§ WORK INSTRUCTION: Repeat the entries that follow from start to finish, keeping every character.

§ RECORDS TO PROCESS:
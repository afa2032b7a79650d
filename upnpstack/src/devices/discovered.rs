use std::sync::Arc;

use tracing::{debug, warn};
use url::Url;
use xmltree::Element;

use crate::devices::info::parse_icon_list;
use crate::devices::{DeviceError, DeviceInfo, DeviceView, Icon};
use crate::http::HttpClient;
use crate::identifier::{Identifier, IdentifierClass, device_key};
use crate::services::{RemoteService, ServiceInfo, parse_spec_version};
use crate::xml::{child_elements, child_text, parse_element};

/// Device découvert sur le réseau.
///
/// Construit en une seule passe à partir de la description XML : une erreur
/// à n'importe quelle étape abandonne toute la construction.
#[derive(Debug)]
pub struct DiscoveredDevice {
    udn: String,
    device_type: String,
    info: DeviceInfo,
    spec_version: (u32, u32),
    configid: u32,
    url_base: String,
    icons: Vec<Icon>,
    services: Vec<Arc<RemoteService>>,
    embedded: Vec<DiscoveredDevice>,
}

impl DiscoveredDevice {
    /// Parses the description fetched from `location` for `identifier`.
    pub fn init_xml_desc(
        identifier: &Identifier,
        location: &str,
        xml: &[u8],
    ) -> Result<Self, DeviceError> {
        let root = parse_element(xml)?;
        if root.name != "root" {
            return Err(DeviceError::NotDeviceDescription(root.name));
        }

        let configid = match root.attributes.get("configId") {
            Some(value) => value.trim().parse::<u32>().ok(),
            None => None,
        };
        if let (Some(announced), Some(found)) = (identifier.configid, configid)
            && announced != found
        {
            return Err(DeviceError::ConfigIdMismatch { announced, found });
        }

        let spec_version = parse_spec_version(&root);
        let url_base = child_text(&root, "URLBase")
            .filter(|u| !u.is_empty())
            .unwrap_or_else(|| location.to_string());
        let base =
            Url::parse(&url_base).map_err(|_| DeviceError::InvalidUrl(url_base.clone()))?;

        let device_elem = root
            .get_child("device")
            .ok_or_else(|| DeviceError::MissingElement("device".to_string()))?;
        let device = Self::init_embedded_device_xml_tree(
            device_elem,
            &base,
            spec_version,
            configid.unwrap_or(0),
        )?;

        device.check_describes(identifier)?;
        debug!(
            udn = %device.udn,
            "parsed description of {} ({} services, {} embedded devices)",
            device.info.friendly_name,
            device.services.len(),
            device.embedded.len()
        );
        Ok(device)
    }

    /// Parses one `device` element and its `deviceList` recursively.
    fn init_embedded_device_xml_tree(
        elem: &Element,
        base: &Url,
        spec_version: (u32, u32),
        configid: u32,
    ) -> Result<Self, DeviceError> {
        let udn = child_text(elem, "UDN")
            .filter(|u| !u.is_empty())
            .ok_or_else(|| DeviceError::MissingElement("UDN".to_string()))?;
        let udn = udn.strip_prefix("uuid:").unwrap_or(&udn).to_string();
        let device_type = child_text(elem, "deviceType")
            .filter(|t| !t.is_empty())
            .ok_or_else(|| DeviceError::MissingElement("deviceType".to_string()))?;

        let mut info = DeviceInfo::from_element(elem);
        if let Some(url) = info.presentation_url.take() {
            info.presentation_url = Some(resolve(base, &url));
        }

        let icons = parse_icon_list(elem)
            .into_iter()
            .map(|mut icon| {
                icon.url = resolve(base, &icon.url);
                icon
            })
            .collect();

        let mut services = Vec::new();
        if let Some(list) = elem.get_child("serviceList") {
            for service in child_elements(list).filter(|e| e.name == "service") {
                let info = ServiceInfo::from_element(service, Some(base))
                    .ok_or_else(|| DeviceError::InvalidService(udn.clone()))?;
                services.push(Arc::new(RemoteService::new(info)));
            }
        }

        let mut embedded = Vec::new();
        if let Some(list) = elem.get_child("deviceList") {
            for device in child_elements(list).filter(|e| e.name == "device") {
                embedded.push(Self::init_embedded_device_xml_tree(
                    device,
                    base,
                    spec_version,
                    configid,
                )?);
            }
        }

        Ok(Self {
            udn,
            device_type,
            info,
            spec_version,
            configid,
            url_base: base.to_string(),
            icons,
            services,
            embedded,
        })
    }

    /// Checks that the document describes the device announced by `identifier`.
    ///
    /// A rootdevice announcement must match the root UDN; a device
    /// announcement must match the type of the described device.
    pub fn check_describes(&self, identifier: &Identifier) -> Result<(), DeviceError> {
        let target = if identifier.class == IdentifierClass::Rootdevice {
            Some(self).filter(|d| device_key(&d.udn) == identifier.device)
        } else {
            self.find_device(&identifier.device)
        };
        let target = target.ok_or_else(|| DeviceError::UdnMismatch(identifier.uuid.clone()))?;

        if identifier.class == IdentifierClass::Device
            && let Some(urn) = &identifier.urn
            && !target.device_type.eq_ignore_ascii_case(urn)
        {
            return Err(DeviceError::DeviceTypeMismatch {
                announced: urn.clone(),
                found: target.device_type.clone(),
            });
        }
        Ok(())
    }

    pub fn url_base(&self) -> &str {
        &self.url_base
    }

    pub fn services(&self) -> &[Arc<RemoteService>] {
        &self.services
    }

    pub fn embedded_devices(&self) -> &[DiscoveredDevice] {
        &self.embedded
    }

    pub fn find_device(&self, udn: &str) -> Option<&DiscoveredDevice> {
        let key = device_key(udn);
        if device_key(&self.udn) == key {
            return Some(self);
        }
        self.embedded.iter().find_map(|d| d.find_device(&key))
    }

    /// Returns the service with `service_id`, fetching its SCPD on first access.
    pub fn get_service(
        &self,
        service_id: &str,
        http: &dyn HttpClient,
    ) -> Result<Arc<RemoteService>, DeviceError> {
        let service = self
            .services
            .iter()
            .find(|s| s.service_id().eq_ignore_ascii_case(service_id))
            .ok_or_else(|| DeviceError::UnknownService(service_id.to_string()))?;
        service.init_scpd(http).inspect_err(|e| {
            warn!(udn = %self.udn, "cannot initialise service {}: {}", service_id, e);
        })?;
        Ok(service.clone())
    }
}

fn resolve(base: &Url, value: &str) -> String {
    match base.join(value) {
        Ok(url) => url.to_string(),
        Err(_) => value.to_string(),
    }
}

impl DeviceView for DiscoveredDevice {
    fn udn(&self) -> &str {
        &self.udn
    }

    fn device_type(&self) -> String {
        self.device_type.clone()
    }

    fn info(&self) -> &DeviceInfo {
        &self.info
    }

    fn spec_version(&self) -> (u32, u32) {
        self.spec_version
    }

    fn configid(&self) -> u32 {
        self.configid
    }

    fn icons(&self) -> Vec<Icon> {
        self.icons.clone()
    }

    fn service_types(&self) -> Vec<String> {
        self.services
            .iter()
            .map(|s| s.service_type().to_string())
            .collect()
    }

    fn service_ids(&self) -> Vec<String> {
        self.services
            .iter()
            .map(|s| s.service_id().to_string())
            .collect()
    }

    fn embedded_udns(&self) -> Vec<String> {
        self.embedded.iter().map(|d| d.udn.clone()).collect()
    }

    fn is_managed(&self) -> bool {
        false
    }
}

§ OUTPUT FOR THIS TASK:
repository afa2032b7a79650d
filename upnpstack/src/devices/discovered.rs
use std::sync::Arc;

use tracing::{debug, warn};
use url::Url;
use xmltree::Element;

use crate::devices::info::parse_icon_list;
use crate::devices::{DeviceError, DeviceInfo, DeviceView, Icon};
use crate::http::HttpClient;
use crate::identifier::{Identifier, IdentifierClass, device_key};
use crate::services::{RemoteService, ServiceInfo, parse_spec_version};
use crate::xml::{child_elements, child_text, parse_element};

/// Device découvert sur le réseau.
///
/// Construit en une seule passe à partir de la description XML : une erreur
/// à n'importe quelle étape abandonne toute la construction.
#[derive(Debug)]
pub struct DiscoveredDevice {
    udn: String,
    device_type: String,
    info: DeviceInfo,
    spec_version: (u32, u32),
    configid: u32,
    url_base: String,
    icons: Vec<Icon>,
    services: Vec<Arc<RemoteService>>,
    embedded: Vec<DiscoveredDevice>,
}

impl DiscoveredDevice {
    /// Parses the description fetched from `location` for `identifier`.
    pub fn init_xml_desc(
        identifier: &Identifier,
        location: &str,
        xml: &[u8],
    ) -> Result<Self, DeviceError> {
        let root = parse_element(xml)?;
        if root.name != "root" {
            return Err(DeviceError::NotDeviceDescription(root.name));
        }

        let configid = match root.attributes.get("configId") {
            Some(value) => value.trim().parse::<u32>().ok(),
            None => None,
        };
        if let (Some(announced), Some(found)) = (identifier.configid, configid)
            && announced != found
        {
            return Err(DeviceError::ConfigIdMismatch { announced, found });
        }

        let spec_version = parse_spec_version(&root);
        let url_base = child_text(&root, "URLBase")
            .filter(|u| !u.is_empty())
            .unwrap_or_else(|| location.to_string());
        let base =
            Url::parse(&url_base).map_err(|_| DeviceError::InvalidUrl(url_base.clone()))?;

        let device_elem = root
            .get_child("device")
            .ok_or_else(|| DeviceError::MissingElement("device".to_string()))?;
        let device = Self::init_embedded_device_xml_tree(
            device_elem,
            &base,
            spec_version,
            configid.unwrap_or(0),
        )?;

        device.check_describes(identifier)?;
        debug!(
            udn = %device.udn,
            "parsed description of {} ({} services, {} embedded devices)",
            device.info.friendly_name,
            device.services.len(),
            device.embedded.len()
        );
        Ok(device)
    }

    /// Parses one `device` element and its `deviceList` recursively.
    fn init_embedded_device_xml_tree(
        elem: &Element,
        base: &Url,
        spec_version: (u32, u32),
        configid: u32,
    ) -> Result<Self, DeviceError> {
        let udn = child_text(elem, "UDN")
            .filter(|u| !u.is_empty())
            .ok_or_else(|| DeviceError::MissingElement("UDN".to_string()))?;
        let udn = udn.strip_prefix("uuid:").unwrap_or(&udn).to_string();
        let device_type = child_text(elem, "deviceType")
            .filter(|t| !t.is_empty())
            .ok_or_else(|| DeviceError::MissingElement("deviceType".to_string()))?;

        let mut info = DeviceInfo::from_element(elem);
        if let Some(url) = info.presentation_url.take() {
            info.presentation_url = Some(resolve(base, &url));
        }

        let icons = parse_icon_list(elem)
            .into_iter()
            .map(|mut icon| {
                icon.url = resolve(base, &icon.url);
                icon
            })
            .collect();

        let mut services = Vec::new();
        if let Some(list) = elem.get_child("serviceList") {
            for service in child_elements(list).filter(|e| e.name == "service") {
                let info = ServiceInfo::from_element(service, Some(base))
                    .ok_or_else(|| DeviceError::InvalidService(udn.clone()))?;
                services.push(Arc::new(RemoteService::new(info)));
            }
        }

        let mut embedded = Vec::new();
        if let Some(list) = elem.get_child("deviceList") {
            for device in child_elements(list).filter(|e| e.name == "device") {
                embedded.push(Self::init_embedded_device_xml_tree(
                    device,
                    base,
                    spec_version,
                    configid,
                )?);
            }
        }

        Ok(Self {
            udn,
            device_type,
            info,
            spec_version,
            configid,
            url_base: base.to_string(),
            icons,
            services,
            embedded,
        })
    }

    /// Checks that the document describes the device announced by `identifier`.
    ///
    /// A rootdevice announcement must match the root UDN; a device
    /// announcement must match the type of the described device.
    pub fn check_describes(&self, identifier: &Identifier) -> Result<(), DeviceError> {
        let target = if identifier.class == IdentifierClass::Rootdevice {
            Some(self).filter(|d| device_key(&d.udn) == identifier.device)
        } else {
            self.find_device(&identifier.device)
        };
        let target = target.ok_or_else(|| DeviceError::UdnMismatch(identifier.uuid.clone()))?;

        if identifier.class == IdentifierClass::Device
            && let Some(urn) = &identifier.urn
            && !target.device_type.eq_ignore_ascii_case(urn)
        {
            return Err(DeviceError::DeviceTypeMismatch {
                announced: urn.clone(),
                found: target.device_type.clone(),
            });
        }
        Ok(())
    }

    pub fn url_base(&self) -> &str {
        &self.url_base
    }

    pub fn services(&self) -> &[Arc<RemoteService>] {
        &self.services
    }

    pub fn embedded_devices(&self) -> &[DiscoveredDevice] {
        &self.embedded
    }

    pub fn find_device(&self, udn: &str) -> Option<&DiscoveredDevice> {
        let key = device_key(udn);
        if device_key(&self.udn) == key {
            return Some(self);
        }
        self.embedded.iter().find_map(|d| d.find_device(&key))
    }

    /// Returns the service with `service_id`, fetching its SCPD on first access.
    pub fn get_service(
        &self,
        service_id: &str,
        http: &dyn HttpClient,
    ) -> Result<Arc<RemoteService>, DeviceError> {
        let service = self
            .services
            .iter()
            .find(|s| s.service_id().eq_ignore_ascii_case(service_id))
            .ok_or_else(|| DeviceError::UnknownService(service_id.to_string()))?;
        service.init_scpd(http).inspect_err(|e| {
            warn!(udn = %self.udn, "cannot initialise service {}: {}", service_id, e);
        })?;
        Ok(service.clone())
    }
}

fn resolve(base: &Url, value: &str) -> String {
    match base.join(value) {
        Ok(url) => url.to_string(),
        Err(_) => value.to_string(),
    }
}

impl DeviceView for DiscoveredDevice {
    fn udn(&self) -> &str {
        &self.udn
    }

    fn device_type(&self) -> String {
        self.device_type.clone()
    }

    fn info(&self) -> &DeviceInfo {
        &self.info
    }

    fn spec_version(&self) -> (u32, u32) {
        self.spec_version
    }

    fn configid(&self) -> u32 {
        self.configid
    }

    fn icons(&self) -> Vec<Icon> {
        self.icons.clone()
    }

    fn service_types(&self) -> Vec<String> {
        self.services
            .iter()
            .map(|s| s.service_type().to_string())
            .collect()
    }

    fn service_ids(&self) -> Vec<String> {
        self.services
            .iter()
            .map(|s| s.service_id().to_string())
            .collect()
    }

    fn embedded_udns(&self) -> Vec<String> {
        self.embedded.iter().map(|d| d.udn.clone()).collect()
    }

    fn is_managed(&self) -> bool {
        false
    }
}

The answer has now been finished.